◆ **Task item**
Report all lines below with the word "warnings".

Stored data

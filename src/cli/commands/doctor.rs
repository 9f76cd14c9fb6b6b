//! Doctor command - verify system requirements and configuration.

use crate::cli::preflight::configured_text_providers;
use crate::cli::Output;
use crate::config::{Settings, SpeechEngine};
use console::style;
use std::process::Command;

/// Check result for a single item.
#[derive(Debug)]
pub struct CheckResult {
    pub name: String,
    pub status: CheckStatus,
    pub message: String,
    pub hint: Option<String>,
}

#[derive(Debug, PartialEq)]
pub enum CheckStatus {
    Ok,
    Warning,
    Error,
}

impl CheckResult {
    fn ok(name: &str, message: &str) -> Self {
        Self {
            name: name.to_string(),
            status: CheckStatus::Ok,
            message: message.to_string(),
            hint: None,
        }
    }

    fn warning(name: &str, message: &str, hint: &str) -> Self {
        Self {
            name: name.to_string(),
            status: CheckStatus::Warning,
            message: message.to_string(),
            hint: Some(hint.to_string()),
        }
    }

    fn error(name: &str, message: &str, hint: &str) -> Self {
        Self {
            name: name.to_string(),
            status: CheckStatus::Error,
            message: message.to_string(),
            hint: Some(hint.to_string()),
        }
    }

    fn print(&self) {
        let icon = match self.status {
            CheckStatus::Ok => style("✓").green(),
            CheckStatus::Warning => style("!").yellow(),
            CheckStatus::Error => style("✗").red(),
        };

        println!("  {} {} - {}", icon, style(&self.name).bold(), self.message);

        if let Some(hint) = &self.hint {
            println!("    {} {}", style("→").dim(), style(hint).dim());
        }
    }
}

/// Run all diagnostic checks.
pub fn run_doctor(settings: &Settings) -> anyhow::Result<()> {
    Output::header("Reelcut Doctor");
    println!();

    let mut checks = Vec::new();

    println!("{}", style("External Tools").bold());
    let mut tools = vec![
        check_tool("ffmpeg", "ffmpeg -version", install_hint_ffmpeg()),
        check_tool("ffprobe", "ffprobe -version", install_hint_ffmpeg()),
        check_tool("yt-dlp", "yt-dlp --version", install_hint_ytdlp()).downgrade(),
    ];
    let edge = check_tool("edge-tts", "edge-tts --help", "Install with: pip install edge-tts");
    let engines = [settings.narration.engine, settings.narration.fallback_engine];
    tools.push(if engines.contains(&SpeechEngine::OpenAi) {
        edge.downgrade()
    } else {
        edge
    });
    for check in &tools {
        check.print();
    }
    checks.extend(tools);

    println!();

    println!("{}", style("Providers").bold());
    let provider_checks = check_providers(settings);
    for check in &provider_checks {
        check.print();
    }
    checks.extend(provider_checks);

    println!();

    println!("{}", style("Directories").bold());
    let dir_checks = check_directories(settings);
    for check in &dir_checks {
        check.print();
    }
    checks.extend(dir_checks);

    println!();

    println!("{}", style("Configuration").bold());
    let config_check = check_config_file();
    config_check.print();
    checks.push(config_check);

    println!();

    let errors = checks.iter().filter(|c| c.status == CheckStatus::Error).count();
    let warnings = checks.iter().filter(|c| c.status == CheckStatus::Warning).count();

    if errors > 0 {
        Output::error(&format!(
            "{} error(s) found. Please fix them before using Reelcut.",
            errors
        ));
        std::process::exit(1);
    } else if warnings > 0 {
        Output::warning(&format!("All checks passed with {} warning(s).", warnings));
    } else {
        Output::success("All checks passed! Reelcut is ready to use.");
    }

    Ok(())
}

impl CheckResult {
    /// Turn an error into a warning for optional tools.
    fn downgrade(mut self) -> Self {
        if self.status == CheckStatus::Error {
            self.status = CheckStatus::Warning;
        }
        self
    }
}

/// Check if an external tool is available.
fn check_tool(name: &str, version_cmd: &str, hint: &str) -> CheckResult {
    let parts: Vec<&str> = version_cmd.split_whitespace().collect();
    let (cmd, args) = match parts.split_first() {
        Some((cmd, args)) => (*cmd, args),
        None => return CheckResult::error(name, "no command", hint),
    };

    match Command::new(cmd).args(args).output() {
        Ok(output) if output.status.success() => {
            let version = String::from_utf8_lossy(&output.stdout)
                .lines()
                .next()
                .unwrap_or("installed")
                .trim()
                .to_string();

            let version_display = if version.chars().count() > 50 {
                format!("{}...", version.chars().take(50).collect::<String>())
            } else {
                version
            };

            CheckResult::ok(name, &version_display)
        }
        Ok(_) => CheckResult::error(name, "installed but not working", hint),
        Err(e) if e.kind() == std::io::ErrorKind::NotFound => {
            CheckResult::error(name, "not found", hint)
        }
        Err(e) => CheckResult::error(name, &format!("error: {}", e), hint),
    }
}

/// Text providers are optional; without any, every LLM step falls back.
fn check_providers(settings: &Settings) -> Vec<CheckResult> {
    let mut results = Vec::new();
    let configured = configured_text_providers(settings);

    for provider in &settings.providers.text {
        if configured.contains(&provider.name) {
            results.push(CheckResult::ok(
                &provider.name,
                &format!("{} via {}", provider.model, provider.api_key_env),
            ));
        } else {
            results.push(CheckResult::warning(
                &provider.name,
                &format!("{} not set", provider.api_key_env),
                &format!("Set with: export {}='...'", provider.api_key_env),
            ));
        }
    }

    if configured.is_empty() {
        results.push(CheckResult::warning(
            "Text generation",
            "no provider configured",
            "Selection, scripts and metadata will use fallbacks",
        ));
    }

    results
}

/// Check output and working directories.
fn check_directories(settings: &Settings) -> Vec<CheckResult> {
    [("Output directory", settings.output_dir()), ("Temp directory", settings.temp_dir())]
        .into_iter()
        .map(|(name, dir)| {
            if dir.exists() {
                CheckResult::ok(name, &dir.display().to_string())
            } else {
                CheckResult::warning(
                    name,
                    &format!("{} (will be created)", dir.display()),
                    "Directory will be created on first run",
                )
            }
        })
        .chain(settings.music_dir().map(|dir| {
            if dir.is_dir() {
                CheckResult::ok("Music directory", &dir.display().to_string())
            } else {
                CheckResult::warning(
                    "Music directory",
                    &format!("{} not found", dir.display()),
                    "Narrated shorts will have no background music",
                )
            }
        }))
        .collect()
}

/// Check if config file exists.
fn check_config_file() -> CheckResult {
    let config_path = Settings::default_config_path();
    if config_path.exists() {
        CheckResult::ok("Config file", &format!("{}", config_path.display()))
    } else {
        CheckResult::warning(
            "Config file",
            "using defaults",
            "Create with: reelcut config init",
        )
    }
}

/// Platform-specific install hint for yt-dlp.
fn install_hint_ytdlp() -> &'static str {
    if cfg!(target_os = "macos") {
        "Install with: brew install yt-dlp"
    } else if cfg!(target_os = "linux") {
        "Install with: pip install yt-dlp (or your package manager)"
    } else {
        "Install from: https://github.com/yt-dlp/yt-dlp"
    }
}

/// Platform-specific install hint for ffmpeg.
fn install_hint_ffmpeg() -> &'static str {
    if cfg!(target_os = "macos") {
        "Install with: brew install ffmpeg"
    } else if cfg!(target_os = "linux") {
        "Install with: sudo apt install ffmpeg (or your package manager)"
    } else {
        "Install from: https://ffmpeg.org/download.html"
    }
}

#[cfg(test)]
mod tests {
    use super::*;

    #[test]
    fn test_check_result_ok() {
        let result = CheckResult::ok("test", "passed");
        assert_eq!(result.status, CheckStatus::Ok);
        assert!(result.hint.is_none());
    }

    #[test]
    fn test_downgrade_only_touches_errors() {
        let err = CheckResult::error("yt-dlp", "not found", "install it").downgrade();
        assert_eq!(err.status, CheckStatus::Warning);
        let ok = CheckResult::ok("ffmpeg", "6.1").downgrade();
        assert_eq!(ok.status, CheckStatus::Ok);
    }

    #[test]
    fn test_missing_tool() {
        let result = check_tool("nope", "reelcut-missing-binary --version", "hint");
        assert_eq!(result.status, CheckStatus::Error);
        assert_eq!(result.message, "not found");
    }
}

◆ **Task result**
    let warnings = checks.iter().filter(|c| c.status == CheckStatus::Warning).count();
    } else if warnings > 0 {
        Output::warning(&format!("All checks passed with {} warning(s).", warnings));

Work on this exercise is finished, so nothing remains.